20.2.18

dialética do esclarecimento



O carisma metafísico do Führer, inventado pela sociologia da religião, acabou por se revelar como a simples onipresença de seus discursos radiofônicos, que são uma paródia demoníaca da onipresença do espírito divino. O fato gigantesco de que o discurso penetra em toda parte substitui seu conteúdo, assim como a favor que nos fazem com a transmissão do concerto de Toscanini toma o lugar de seu conteúdo, a sinfonia. Nenhum ouvinte consegue mais apreender seu verdadeiro sentido, enquanto o discurso do Führer é, de qualquer modo, a mentira. Colocar a palavra humana como algo de absoluto, como um falso imperativo, é a tendência imanente do rádio. A recomendação transforma-se em um comando. A apologia das mercadorias, sempre as mesmas sob diversas marcas, o elogio do laxante, cientificamente fundamentado, na voz adocicada do locutor entre as aberturas da Traviata e de Rienzi, tornaram-se, já por sua cretinice, insuportáveis.
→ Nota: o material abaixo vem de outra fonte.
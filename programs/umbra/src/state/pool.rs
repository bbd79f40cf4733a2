use anchor_lang::prelude::*;
use crate::constants::*;
use crate::errors::AmmError;
use crate::gateway::{ConfidentialTransferer, PoolToken};
use crate::guard::ReentrancyGuard;
use crate::math::{
    calculate_amounts_for_liquidity, calculate_bootstrap_liquidity, calculate_liquidity_to_mint,
    fee_amount, get_amount_out, verify_invariant,
};
use crate::state::{LiquidityPosition, ReserveLedger};

/// Direction of a swap
#[derive(AnchorSerialize, AnchorDeserialize, Clone, Copy, Debug, PartialEq, Eq)]
pub enum SwapDirection {
    AToB,
    BToA,
}

impl SwapDirection {
    pub fn token_in(self) -> PoolToken {
        match self {
            SwapDirection::AToB => PoolToken::A,
            SwapDirection::BToA => PoolToken::B,
        }
    }

    pub fn token_out(self) -> PoolToken {
        self.token_in().other()
    }
}

/// Result of a committed swap
#[derive(Clone, Copy, Debug, PartialEq, Eq)]
pub struct SwapReceipt {
    pub direction: SwapDirection,
    pub amount_in: u64,
    pub amount_out: u64,
    pub fee_amount: u64,
}

/// Reserves plus the shares issued against them.
///
/// Everything a mutating operation may change on the pool lives here, so
/// it can be snapshotted and restored as one value.
#[derive(
    AnchorSerialize, AnchorDeserialize, InitSpace, Clone, Copy, Debug, Default, PartialEq, Eq,
)]
pub struct LiquidityBook {
    pub reserves: ReserveLedger,

    /// Total outstanding liquidity shares
    pub total_shares: u128,
}

impl LiquidityBook {
    pub fn is_empty(&self) -> bool {
        self.total_shares == 0 && self.reserves.is_empty()
    }

    fn add_liquidity<G: ConfidentialTransferer>(
        &mut self,
        position: &mut LiquidityPosition,
        amount_a: u64,
        amount_b: u64,
        gateway: &mut G,
    ) -> Result<u128> {
        require!(amount_a > 0 && amount_b > 0, AmmError::ZeroAmount);

        let liquidity = if self.is_empty() {
            calculate_bootstrap_liquidity(amount_a, amount_b)?
        } else {
            calculate_liquidity_to_mint(
                amount_a,
                amount_b,
                self.reserves.reserve_a,
                self.reserves.reserve_b,
                self.total_shares,
            )?
        };

        let reserves = self
            .reserves
            .credited(PoolToken::A, amount_a)?
            .credited(PoolToken::B, amount_b)?;
        let total_shares = self
            .total_shares
            .checked_add(liquidity)
            .ok_or(AmmError::Overflow)?;
        let shares = position
            .shares
            .checked_add(liquidity)
            .ok_or(AmmError::Overflow)?;

        gateway.pull(PoolToken::A, &position.owner, amount_a)?;
        gateway.pull(PoolToken::B, &position.owner, amount_b)?;

        self.reserves = reserves;
        self.total_shares = total_shares;
        position.shares = shares;

        Ok(liquidity)
    }

    fn remove_liquidity<G: ConfidentialTransferer>(
        &mut self,
        position: &mut LiquidityPosition,
        liquidity: u128,
        gateway: &mut G,
    ) -> Result<(u64, u64)> {
        require!(liquidity > 0, AmmError::ZeroLiquidity);
        require!(!self.is_empty(), AmmError::NoLiquidity);
        require!(liquidity <= position.shares, AmmError::InsufficientShares);

        let (amount_a, amount_b) = calculate_amounts_for_liquidity(
            liquidity,
            self.reserves.reserve_a,
            self.reserves.reserve_b,
            self.total_shares,
        )?;

        let reserves = self
            .reserves
            .debited(PoolToken::A, amount_a)?
            .debited(PoolToken::B, amount_b)?;

        // Burn before anything leaves the pool
        position.shares -= liquidity;
        self.total_shares = self
            .total_shares
            .checked_sub(liquidity)
            .ok_or(AmmError::Underflow)?;
        self.reserves = reserves;

        gateway.push(PoolToken::A, &position.owner, amount_a)?;
        gateway.push(PoolToken::B, &position.owner, amount_b)?;

        Ok((amount_a, amount_b))
    }

    fn swap<G: ConfidentialTransferer>(
        &mut self,
        trader: &Pubkey,
        direction: SwapDirection,
        amount_in: u64,
        min_amount_out: u64,
        gateway: &mut G,
    ) -> Result<u64> {
        let (token_in, token_out) = (direction.token_in(), direction.token_out());
        let reserve_out = self.reserves.get(token_out);

        let amount_out = get_amount_out(amount_in, self.reserves.get(token_in), reserve_out)?;

        require!(amount_out >= min_amount_out, AmmError::SlippageExceeded);
        // Holds for the 997/1000 fee; asserted so a drained side never commits
        require!(amount_out < reserve_out, AmmError::InsufficientReserves);

        let reserves = self
            .reserves
            .credited(token_in, amount_in)?
            .debited(token_out, amount_out)?;

        verify_invariant(
            self.reserves.reserve_a,
            self.reserves.reserve_b,
            reserves.reserve_a,
            reserves.reserve_b,
        )?;

        gateway.pull(token_in, trader, amount_in)?;
        self.reserves = reserves;
        gateway.push(token_out, trader, amount_out)?;

        Ok(amount_out)
    }
}

/// Liquidity pool state
/// PDA Seeds: ["pool", token_a_mint, token_b_mint]
#[account]
#[derive(InitSpace)]
pub struct Pool {
    /// Version for future upgrades
    pub version: u8,

    /// Bump seed for PDA
    pub bump: u8,

    /// Token A mint
    pub token_a_mint: Pubkey,

    /// Token B mint
    pub token_b_mint: Pubkey,

    /// Token A vault (PDA-owned)
    pub token_a_vault: Pubkey,

    /// Token B vault (PDA-owned)
    pub token_b_vault: Pubkey,

    /// Reserves and total shares
    pub book: LiquidityBook,

    /// Set while a mutating operation is in flight
    pub locked: bool,

    /// Total number of swaps
    pub total_swaps: u64,

    /// Cumulative volume in token A
    pub cumulative_volume_a: u64,

    /// Cumulative volume in token B
    pub cumulative_volume_b: u64,

    /// Cumulative fees in token A
    pub cumulative_fees_a: u64,

    /// Cumulative fees in token B
    pub cumulative_fees_b: u64,

    /// Pool creation timestamp
    pub created_at: i64,

    /// Last swap timestamp
    pub last_swap_timestamp: i64,

    /// Last update slot
    pub last_update_slot: u64,

    /// Reserved for future upgrades (128 bytes)
    pub _reserved: [u8; 128],
}

impl Pool {
    pub fn new(
        bump: u8,
        token_a_mint: Pubkey,
        token_b_mint: Pubkey,
        token_a_vault: Pubkey,
        token_b_vault: Pubkey,
        created_at: i64,
        slot: u64,
    ) -> Self {
        Self {
            version: PROTOCOL_VERSION,
            bump,
            token_a_mint,
            token_b_mint,
            token_a_vault,
            token_b_vault,
            book: LiquidityBook::default(),
            locked: false,
            total_swaps: 0,
            cumulative_volume_a: 0,
            cumulative_volume_b: 0,
            cumulative_fees_a: 0,
            cumulative_fees_b: 0,
            created_at,
            last_swap_timestamp: 0,
            last_update_slot: slot,
            _reserved: [0; 128],
        }
    }

    /// Snapshot of current reserves
    pub fn reserves(&self) -> ReserveLedger {
        self.book.reserves
    }

    pub fn total_shares(&self) -> u128 {
        self.book.total_shares
    }

    pub fn is_empty(&self) -> bool {
        self.book.is_empty()
    }

    pub fn mint(&self, token: PoolToken) -> Pubkey {
        match token {
            PoolToken::A => self.token_a_mint,
            PoolToken::B => self.token_b_mint,
        }
    }

    /// Get current price of token B per token A (Q64 format)
    pub fn price_a(&self) -> u128 {
        let reserves = self.reserves();
        if reserves.reserve_a == 0 {
            return 0;
        }
        (reserves.reserve_b as u128)
            .saturating_mul(Q64)
            .saturating_div(reserves.reserve_a as u128)
    }

    /// Get current price of token A per token B (Q64 format)
    pub fn price_b(&self) -> u128 {
        let reserves = self.reserves();
        if reserves.reserve_b == 0 {
            return 0;
        }
        (reserves.reserve_a as u128)
            .saturating_mul(Q64)
            .saturating_div(reserves.reserve_b as u128)
    }

    /// Quote a swap against current reserves without touching state
    pub fn get_amount_out(&self, amount_in: u64, direction: SwapDirection) -> Result<u64> {
        let reserves = self.reserves();
        get_amount_out(
            amount_in,
            reserves.get(direction.token_in()),
            reserves.get(direction.token_out()),
        )
    }

    /// Deposit both tokens from `position.owner`, minting shares to the position
    pub fn add_liquidity<G: ConfidentialTransferer>(
        &mut self,
        position: &mut LiquidityPosition,
        amount_a: u64,
        amount_b: u64,
        gateway: &mut G,
    ) -> Result<u128> {
        let shares = position.shares;
        let result = self.transact(|book| book.add_liquidity(position, amount_a, amount_b, gateway));
        if result.is_err() {
            position.shares = shares;
        }
        result
    }

    /// Burn `liquidity` shares from the position and pay out both tokens
    pub fn remove_liquidity<G: ConfidentialTransferer>(
        &mut self,
        position: &mut LiquidityPosition,
        liquidity: u128,
        gateway: &mut G,
    ) -> Result<(u64, u64)> {
        let shares = position.shares;
        let result = self.transact(|book| book.remove_liquidity(position, liquidity, gateway));
        if result.is_err() {
            position.shares = shares;
        }
        result
    }

    pub fn swap<G: ConfidentialTransferer>(
        &mut self,
        trader: &Pubkey,
        direction: SwapDirection,
        amount_in: u64,
        min_amount_out: u64,
        gateway: &mut G,
    ) -> Result<SwapReceipt> {
        let amount_out = self.transact(|book| {
            book.swap(trader, direction, amount_in, min_amount_out, gateway)
        })?;

        Ok(SwapReceipt {
            direction,
            amount_in,
            amount_out,
            fee_amount: fee_amount(amount_in),
        })
    }

    /// Record swap statistics
    pub fn record_swap(&mut self, receipt: &SwapReceipt, timestamp: i64, slot: u64) {
        let (volume_a, volume_b, fee_a, fee_b) = match receipt.direction {
            SwapDirection::AToB => (receipt.amount_in, receipt.amount_out, receipt.fee_amount, 0),
            SwapDirection::BToA => (receipt.amount_out, receipt.amount_in, 0, receipt.fee_amount),
        };

        self.total_swaps = self.total_swaps.saturating_add(1);
        self.cumulative_volume_a = self.cumulative_volume_a.saturating_add(volume_a);
        self.cumulative_volume_b = self.cumulative_volume_b.saturating_add(volume_b);
        self.cumulative_fees_a = self.cumulative_fees_a.saturating_add(fee_a);
        self.cumulative_fees_b = self.cumulative_fees_b.saturating_add(fee_b);
        self.last_swap_timestamp = timestamp;
        self.last_update_slot = slot;
    }

    /// Run `op` under the reentrancy guard; the book is restored if it fails
    fn transact<T>(&mut self, op: impl FnOnce(&mut LiquidityBook) -> Result<T>) -> Result<T> {
        let _guard = ReentrancyGuard::acquire(&mut self.locked)?;
        let committed = self.book;

        let result = op(&mut self.book);
        if result.is_err() {
            self.book = committed;
        }
        result
    }
}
Um belo dia, a propaganda de marcas específicas, isto é, o decreto da produção escondido na aparência da possibilidade de escolha, pode acabar se transformando no comando aberto do Führer. Numa sociedade dominada pelos grandes bandidos fascistas, que se puseram de acordo sobre a parte do produto social a ser destinado às primeiras necessidades do povo, pareceria enfim anacrônico convidar o uso de um determinado sabão em pó. O Führer ordena de maneira mais moderna e sem maior cerimônia tanto o holocausto quanto a compra de bugigangas.